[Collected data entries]
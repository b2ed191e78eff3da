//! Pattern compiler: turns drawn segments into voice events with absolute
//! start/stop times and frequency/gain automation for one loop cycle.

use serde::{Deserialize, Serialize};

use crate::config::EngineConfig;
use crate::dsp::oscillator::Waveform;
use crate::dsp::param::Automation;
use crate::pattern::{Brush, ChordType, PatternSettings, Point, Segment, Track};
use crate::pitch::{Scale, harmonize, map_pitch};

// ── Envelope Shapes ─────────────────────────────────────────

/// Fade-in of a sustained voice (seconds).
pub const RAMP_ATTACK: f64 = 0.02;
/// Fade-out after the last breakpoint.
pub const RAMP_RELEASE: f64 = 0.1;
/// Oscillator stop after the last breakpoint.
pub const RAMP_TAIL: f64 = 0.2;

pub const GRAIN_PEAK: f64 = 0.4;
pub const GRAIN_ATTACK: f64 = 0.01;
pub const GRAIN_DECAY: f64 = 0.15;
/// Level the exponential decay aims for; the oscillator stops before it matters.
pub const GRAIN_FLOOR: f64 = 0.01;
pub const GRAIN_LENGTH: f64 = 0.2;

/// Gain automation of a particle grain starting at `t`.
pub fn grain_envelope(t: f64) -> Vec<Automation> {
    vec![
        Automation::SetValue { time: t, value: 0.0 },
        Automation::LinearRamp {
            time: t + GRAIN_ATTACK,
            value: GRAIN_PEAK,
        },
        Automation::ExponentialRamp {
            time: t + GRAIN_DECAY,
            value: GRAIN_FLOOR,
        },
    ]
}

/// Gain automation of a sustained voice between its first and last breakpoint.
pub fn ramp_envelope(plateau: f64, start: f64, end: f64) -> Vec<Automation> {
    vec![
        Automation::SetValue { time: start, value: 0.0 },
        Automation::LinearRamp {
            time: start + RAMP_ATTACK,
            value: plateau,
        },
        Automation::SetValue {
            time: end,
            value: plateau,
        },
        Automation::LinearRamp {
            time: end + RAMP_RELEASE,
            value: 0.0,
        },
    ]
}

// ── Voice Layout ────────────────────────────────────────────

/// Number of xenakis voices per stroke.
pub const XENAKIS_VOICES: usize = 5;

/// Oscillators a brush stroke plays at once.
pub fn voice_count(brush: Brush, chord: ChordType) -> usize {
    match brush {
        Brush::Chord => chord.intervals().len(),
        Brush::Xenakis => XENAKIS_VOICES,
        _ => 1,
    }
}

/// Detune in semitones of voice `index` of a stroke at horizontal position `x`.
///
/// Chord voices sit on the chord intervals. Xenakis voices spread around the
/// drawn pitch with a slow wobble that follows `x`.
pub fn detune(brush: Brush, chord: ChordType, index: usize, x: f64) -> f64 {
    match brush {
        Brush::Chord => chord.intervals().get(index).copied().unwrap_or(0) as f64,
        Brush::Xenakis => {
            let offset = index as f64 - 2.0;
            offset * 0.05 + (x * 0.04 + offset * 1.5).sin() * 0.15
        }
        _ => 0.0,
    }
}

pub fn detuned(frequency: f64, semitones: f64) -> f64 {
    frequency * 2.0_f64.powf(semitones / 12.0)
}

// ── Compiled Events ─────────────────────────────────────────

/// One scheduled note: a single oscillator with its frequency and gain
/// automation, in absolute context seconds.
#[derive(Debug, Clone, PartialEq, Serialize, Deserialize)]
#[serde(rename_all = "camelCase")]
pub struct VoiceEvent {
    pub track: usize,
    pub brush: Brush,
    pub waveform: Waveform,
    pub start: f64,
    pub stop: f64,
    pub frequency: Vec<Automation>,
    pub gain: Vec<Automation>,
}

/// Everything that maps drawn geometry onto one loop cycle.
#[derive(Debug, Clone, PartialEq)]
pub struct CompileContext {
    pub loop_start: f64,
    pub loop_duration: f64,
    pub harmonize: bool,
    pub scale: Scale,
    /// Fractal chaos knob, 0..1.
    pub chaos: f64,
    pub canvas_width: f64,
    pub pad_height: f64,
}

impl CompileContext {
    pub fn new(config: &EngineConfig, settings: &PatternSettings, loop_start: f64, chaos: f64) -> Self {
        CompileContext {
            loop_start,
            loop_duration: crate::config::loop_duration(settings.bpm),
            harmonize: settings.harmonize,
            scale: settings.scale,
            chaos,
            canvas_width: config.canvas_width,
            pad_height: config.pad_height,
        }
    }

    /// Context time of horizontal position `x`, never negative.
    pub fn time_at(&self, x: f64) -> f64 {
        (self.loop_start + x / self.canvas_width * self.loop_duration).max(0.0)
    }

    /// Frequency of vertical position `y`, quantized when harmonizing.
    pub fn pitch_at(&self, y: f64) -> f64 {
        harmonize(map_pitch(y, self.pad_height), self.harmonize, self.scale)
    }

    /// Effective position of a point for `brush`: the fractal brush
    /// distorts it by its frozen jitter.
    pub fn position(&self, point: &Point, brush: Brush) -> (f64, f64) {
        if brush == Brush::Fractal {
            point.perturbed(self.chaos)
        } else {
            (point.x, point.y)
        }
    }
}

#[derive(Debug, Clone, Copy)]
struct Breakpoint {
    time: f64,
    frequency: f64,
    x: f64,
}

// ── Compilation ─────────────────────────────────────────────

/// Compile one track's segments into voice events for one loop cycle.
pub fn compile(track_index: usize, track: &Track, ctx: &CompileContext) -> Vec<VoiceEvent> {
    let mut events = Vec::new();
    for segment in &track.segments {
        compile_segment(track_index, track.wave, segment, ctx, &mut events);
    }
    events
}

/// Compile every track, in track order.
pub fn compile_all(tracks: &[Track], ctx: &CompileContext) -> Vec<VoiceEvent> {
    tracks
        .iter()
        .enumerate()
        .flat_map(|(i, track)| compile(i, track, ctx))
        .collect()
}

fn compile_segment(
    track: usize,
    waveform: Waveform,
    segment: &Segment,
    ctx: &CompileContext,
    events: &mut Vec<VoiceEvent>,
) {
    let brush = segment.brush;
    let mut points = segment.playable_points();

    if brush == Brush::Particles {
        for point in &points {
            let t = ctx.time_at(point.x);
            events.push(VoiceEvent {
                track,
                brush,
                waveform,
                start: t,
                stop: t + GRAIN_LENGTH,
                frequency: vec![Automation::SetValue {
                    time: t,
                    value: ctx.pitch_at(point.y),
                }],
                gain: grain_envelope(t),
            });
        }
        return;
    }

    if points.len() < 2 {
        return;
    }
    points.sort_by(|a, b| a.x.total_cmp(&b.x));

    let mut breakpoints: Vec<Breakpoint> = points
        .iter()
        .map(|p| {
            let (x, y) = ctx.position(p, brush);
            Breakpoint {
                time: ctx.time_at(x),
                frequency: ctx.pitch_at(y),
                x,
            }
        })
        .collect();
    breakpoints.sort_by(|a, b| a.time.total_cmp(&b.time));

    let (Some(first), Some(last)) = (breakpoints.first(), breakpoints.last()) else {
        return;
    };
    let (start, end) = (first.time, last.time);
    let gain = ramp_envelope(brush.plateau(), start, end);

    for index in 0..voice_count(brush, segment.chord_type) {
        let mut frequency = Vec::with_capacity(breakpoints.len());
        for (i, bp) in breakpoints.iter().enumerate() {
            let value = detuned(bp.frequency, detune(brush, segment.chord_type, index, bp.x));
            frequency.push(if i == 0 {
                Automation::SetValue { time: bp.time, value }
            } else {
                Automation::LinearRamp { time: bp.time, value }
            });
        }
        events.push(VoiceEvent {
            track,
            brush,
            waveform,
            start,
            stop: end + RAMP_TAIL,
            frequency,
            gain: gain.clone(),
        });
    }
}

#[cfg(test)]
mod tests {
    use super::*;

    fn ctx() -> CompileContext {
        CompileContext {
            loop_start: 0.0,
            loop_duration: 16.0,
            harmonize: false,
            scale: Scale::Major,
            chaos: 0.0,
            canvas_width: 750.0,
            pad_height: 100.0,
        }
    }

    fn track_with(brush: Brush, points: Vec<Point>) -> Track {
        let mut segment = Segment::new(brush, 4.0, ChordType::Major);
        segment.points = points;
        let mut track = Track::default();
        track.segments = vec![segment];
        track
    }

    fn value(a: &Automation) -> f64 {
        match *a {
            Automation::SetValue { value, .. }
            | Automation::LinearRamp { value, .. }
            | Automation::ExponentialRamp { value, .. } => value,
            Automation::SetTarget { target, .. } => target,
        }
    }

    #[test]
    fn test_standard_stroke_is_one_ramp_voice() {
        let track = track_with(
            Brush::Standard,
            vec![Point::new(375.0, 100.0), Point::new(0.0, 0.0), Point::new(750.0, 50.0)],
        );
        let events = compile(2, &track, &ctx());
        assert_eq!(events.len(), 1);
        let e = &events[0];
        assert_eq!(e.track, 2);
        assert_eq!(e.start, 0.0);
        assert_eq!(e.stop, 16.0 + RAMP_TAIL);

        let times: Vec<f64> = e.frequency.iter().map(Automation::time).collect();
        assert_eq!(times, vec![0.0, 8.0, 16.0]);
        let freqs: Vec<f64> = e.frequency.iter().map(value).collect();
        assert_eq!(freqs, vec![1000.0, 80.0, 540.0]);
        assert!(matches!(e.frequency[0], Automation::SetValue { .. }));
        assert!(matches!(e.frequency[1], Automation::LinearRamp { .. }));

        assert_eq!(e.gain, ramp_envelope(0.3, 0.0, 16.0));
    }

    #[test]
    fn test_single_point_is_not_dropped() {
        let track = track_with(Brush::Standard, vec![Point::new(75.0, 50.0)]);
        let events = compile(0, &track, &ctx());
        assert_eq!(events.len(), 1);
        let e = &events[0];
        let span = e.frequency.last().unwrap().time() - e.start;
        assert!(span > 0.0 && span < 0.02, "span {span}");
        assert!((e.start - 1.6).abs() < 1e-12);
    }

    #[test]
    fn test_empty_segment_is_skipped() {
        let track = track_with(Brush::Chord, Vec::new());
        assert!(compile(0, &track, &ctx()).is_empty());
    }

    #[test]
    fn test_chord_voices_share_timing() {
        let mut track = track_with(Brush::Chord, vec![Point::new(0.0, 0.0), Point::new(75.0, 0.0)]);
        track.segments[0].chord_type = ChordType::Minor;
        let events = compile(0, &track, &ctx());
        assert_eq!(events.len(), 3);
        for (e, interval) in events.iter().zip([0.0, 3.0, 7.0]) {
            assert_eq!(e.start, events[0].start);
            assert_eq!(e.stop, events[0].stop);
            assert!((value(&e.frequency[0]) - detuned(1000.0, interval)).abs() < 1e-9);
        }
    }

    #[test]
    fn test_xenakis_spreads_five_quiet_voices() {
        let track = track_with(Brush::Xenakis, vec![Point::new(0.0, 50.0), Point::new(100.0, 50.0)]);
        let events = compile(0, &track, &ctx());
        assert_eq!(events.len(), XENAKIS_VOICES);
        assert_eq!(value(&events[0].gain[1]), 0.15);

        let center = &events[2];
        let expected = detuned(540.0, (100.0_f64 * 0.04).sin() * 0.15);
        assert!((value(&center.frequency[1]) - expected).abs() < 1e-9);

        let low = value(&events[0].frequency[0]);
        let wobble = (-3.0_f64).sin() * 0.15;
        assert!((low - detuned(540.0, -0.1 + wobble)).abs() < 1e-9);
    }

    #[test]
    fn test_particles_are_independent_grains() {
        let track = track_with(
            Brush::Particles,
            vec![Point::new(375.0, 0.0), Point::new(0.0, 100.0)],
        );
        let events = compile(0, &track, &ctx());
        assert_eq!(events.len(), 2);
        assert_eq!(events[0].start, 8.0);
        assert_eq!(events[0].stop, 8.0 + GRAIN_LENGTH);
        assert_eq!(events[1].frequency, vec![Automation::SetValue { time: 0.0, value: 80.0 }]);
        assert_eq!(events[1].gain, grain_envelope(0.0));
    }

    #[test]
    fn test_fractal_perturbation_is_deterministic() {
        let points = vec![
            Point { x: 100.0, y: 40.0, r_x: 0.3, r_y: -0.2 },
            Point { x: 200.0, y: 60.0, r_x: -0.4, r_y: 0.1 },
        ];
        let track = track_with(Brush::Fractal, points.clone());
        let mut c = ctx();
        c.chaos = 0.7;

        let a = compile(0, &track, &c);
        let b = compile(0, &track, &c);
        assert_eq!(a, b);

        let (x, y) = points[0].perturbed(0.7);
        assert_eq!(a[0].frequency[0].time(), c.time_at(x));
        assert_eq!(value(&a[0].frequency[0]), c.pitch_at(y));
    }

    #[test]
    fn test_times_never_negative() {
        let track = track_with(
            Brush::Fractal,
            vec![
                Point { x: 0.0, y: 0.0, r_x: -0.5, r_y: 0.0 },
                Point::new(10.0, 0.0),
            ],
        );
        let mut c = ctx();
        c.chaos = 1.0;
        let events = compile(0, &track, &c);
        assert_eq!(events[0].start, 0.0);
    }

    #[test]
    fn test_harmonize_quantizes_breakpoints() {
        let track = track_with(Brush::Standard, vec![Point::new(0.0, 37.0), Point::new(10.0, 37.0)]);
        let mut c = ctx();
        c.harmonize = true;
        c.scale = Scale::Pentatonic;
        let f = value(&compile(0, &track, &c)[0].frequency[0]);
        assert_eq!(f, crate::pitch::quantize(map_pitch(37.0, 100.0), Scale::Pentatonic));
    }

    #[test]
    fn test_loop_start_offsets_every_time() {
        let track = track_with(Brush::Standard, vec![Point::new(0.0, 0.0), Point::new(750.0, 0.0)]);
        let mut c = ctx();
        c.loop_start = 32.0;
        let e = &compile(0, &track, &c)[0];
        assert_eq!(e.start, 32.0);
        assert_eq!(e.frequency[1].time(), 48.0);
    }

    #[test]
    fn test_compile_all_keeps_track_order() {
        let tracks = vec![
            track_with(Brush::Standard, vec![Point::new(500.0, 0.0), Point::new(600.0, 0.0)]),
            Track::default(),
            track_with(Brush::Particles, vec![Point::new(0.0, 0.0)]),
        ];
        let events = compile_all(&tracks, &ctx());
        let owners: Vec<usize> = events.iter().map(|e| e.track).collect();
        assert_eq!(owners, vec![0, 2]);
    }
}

- [Task item]:
Show each line in the entries that holds the string "const".

- [Response]:
pub const RAMP_ATTACK: f64 = 0.02;
pub const RAMP_RELEASE: f64 = 0.1;
pub const RAMP_TAIL: f64 = 0.2;
pub const GRAIN_PEAK: f64 = 0.4;
pub const GRAIN_ATTACK: f64 = 0.01;
pub const GRAIN_DECAY: f64 = 0.15;
pub const GRAIN_FLOOR: f64 = 0.01;
pub const GRAIN_LENGTH: f64 = 0.2;
pub const XENAKIS_VOICES: usize = 5;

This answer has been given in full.